▶ _Exercise instructions_
Tally the lines of the records that contain the string "bool", then give the total and nothing more.

▶ _Stored data entries_
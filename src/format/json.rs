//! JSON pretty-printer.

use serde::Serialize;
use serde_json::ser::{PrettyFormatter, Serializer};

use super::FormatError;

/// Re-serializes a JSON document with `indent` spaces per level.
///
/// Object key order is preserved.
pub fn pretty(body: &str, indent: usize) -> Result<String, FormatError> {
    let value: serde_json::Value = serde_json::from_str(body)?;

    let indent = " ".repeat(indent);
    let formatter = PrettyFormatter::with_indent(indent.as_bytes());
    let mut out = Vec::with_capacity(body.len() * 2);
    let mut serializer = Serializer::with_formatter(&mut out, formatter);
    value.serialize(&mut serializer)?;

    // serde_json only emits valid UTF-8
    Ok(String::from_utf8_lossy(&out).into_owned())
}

* * *

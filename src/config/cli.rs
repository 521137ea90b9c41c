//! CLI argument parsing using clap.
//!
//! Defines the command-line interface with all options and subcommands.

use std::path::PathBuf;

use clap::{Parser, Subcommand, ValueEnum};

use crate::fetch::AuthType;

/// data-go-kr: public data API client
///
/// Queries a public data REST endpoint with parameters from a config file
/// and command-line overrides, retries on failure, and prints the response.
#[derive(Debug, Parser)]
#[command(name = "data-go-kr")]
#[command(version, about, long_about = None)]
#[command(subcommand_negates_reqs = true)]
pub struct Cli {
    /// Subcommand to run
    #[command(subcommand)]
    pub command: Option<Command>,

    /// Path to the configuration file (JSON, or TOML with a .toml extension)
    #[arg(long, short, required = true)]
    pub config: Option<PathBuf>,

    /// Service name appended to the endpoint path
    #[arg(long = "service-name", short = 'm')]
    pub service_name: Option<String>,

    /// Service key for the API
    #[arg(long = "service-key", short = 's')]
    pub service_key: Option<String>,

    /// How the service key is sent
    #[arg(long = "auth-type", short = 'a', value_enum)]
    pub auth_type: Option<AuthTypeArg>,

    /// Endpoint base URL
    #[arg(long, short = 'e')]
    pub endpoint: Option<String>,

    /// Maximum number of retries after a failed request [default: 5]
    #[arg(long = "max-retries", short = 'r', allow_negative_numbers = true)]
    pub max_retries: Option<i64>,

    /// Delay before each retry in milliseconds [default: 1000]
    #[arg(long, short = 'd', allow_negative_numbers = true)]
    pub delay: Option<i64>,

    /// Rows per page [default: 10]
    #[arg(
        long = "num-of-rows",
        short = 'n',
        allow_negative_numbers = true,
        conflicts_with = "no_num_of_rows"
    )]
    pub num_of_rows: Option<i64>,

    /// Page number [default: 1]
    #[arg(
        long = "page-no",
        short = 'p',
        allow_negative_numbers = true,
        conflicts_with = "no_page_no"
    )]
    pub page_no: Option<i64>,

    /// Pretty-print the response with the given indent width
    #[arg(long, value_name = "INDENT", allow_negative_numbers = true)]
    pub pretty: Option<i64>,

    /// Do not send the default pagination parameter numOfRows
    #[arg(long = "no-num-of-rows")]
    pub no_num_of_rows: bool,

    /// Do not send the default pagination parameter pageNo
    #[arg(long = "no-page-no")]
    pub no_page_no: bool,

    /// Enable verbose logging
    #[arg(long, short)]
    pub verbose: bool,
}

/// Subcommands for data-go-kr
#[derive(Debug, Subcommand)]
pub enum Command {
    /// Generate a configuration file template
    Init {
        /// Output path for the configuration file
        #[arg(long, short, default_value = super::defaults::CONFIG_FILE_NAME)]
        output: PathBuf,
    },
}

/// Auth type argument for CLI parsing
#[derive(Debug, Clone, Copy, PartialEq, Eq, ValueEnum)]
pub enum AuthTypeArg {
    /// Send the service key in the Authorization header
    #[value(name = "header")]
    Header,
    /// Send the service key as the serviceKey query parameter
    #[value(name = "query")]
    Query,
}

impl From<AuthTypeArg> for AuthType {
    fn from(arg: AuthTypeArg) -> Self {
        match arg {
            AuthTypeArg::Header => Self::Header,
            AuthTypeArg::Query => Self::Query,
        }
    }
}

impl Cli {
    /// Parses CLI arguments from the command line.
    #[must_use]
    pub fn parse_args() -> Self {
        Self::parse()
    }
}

▶ _Answer to the problem_
3